**Work item**
Among the entries that follow, find the lines containing the string "height" and copy them.

(Collected data entries)
--------
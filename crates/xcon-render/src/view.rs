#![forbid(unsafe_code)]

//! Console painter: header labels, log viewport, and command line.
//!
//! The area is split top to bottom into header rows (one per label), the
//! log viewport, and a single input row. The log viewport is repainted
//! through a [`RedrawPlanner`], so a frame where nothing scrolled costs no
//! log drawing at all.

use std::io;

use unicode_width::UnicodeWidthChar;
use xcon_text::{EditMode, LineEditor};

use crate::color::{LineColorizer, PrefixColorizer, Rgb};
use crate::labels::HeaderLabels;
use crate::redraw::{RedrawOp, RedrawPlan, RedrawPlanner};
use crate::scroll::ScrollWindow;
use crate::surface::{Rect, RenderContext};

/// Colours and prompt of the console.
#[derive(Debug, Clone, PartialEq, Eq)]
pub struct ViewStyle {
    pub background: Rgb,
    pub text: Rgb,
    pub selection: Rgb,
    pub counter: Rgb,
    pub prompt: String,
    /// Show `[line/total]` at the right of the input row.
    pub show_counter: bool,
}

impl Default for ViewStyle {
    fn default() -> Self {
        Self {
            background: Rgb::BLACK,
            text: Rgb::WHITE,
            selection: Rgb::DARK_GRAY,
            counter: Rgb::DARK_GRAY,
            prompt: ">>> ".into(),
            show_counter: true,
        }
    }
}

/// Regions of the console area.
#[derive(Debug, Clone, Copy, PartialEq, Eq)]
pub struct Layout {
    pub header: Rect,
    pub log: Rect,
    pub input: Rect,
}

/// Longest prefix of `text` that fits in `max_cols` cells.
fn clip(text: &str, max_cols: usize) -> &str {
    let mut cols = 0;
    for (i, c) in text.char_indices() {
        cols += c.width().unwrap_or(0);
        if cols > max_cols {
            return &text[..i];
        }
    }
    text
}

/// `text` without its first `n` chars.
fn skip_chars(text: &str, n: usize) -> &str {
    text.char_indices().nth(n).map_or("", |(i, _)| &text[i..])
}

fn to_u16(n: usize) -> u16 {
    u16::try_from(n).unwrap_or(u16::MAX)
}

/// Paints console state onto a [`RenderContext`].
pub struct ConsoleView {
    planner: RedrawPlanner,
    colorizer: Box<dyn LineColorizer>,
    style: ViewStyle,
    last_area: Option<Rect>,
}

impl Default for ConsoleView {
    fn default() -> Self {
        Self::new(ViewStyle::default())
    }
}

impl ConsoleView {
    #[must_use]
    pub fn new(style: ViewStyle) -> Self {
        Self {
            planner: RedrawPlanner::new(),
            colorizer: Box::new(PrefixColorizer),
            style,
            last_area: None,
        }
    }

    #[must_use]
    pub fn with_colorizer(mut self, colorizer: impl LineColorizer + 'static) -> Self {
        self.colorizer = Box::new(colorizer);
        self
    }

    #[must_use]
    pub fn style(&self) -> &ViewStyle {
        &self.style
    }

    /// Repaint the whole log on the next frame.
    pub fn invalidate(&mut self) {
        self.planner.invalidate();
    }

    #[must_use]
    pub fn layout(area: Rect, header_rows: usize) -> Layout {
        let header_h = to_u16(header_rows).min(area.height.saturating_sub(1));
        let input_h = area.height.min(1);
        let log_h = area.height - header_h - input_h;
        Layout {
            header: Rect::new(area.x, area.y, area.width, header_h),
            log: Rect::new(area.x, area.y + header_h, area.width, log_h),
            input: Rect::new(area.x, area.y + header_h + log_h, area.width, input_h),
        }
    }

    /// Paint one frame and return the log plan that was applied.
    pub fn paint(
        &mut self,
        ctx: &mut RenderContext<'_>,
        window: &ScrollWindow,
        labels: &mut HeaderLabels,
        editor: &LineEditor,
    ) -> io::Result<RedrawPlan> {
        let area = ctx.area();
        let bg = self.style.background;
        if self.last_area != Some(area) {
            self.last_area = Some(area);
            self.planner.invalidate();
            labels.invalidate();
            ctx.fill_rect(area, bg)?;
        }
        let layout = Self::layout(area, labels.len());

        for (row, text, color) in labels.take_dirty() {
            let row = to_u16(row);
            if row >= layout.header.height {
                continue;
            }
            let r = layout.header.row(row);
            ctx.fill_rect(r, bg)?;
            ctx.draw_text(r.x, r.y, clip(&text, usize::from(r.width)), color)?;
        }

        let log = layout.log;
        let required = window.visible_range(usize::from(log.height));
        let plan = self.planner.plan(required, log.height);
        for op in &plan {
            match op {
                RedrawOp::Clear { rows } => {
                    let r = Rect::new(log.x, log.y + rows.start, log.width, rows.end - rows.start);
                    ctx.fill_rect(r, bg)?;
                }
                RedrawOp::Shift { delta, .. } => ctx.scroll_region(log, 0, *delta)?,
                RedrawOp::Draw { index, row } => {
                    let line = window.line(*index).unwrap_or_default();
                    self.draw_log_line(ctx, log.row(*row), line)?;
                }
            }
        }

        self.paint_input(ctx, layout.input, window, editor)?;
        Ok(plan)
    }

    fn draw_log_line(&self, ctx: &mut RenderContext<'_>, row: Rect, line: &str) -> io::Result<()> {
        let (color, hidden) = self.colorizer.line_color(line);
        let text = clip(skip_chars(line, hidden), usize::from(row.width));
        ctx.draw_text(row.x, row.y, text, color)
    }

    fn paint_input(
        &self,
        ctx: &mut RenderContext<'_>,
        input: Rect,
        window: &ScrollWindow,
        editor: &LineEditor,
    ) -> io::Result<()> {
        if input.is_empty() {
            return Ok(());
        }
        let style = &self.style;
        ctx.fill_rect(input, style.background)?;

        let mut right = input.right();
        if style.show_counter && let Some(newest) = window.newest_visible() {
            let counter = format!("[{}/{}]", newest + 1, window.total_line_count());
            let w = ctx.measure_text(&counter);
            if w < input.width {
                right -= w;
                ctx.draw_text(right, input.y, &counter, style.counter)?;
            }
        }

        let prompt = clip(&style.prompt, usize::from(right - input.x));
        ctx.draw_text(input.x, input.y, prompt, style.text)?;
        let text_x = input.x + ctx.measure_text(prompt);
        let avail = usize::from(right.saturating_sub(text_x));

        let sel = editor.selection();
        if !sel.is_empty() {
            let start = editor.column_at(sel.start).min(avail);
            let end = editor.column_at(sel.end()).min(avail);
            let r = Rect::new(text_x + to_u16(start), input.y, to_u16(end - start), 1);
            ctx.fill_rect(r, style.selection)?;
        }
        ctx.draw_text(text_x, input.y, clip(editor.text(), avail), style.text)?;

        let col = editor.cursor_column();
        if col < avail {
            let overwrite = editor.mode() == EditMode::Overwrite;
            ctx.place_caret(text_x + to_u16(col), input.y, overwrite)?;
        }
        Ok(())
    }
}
--------
**Answer for the task**
        let header_h = to_u16(header_rows).min(area.height.saturating_sub(1));
        let input_h = area.height.min(1);
        let log_h = area.height - header_h - input_h;
            if row >= layout.header.height {
        let required = window.visible_range(usize::from(log.height));
        let plan = self.planner.plan(required, log.height);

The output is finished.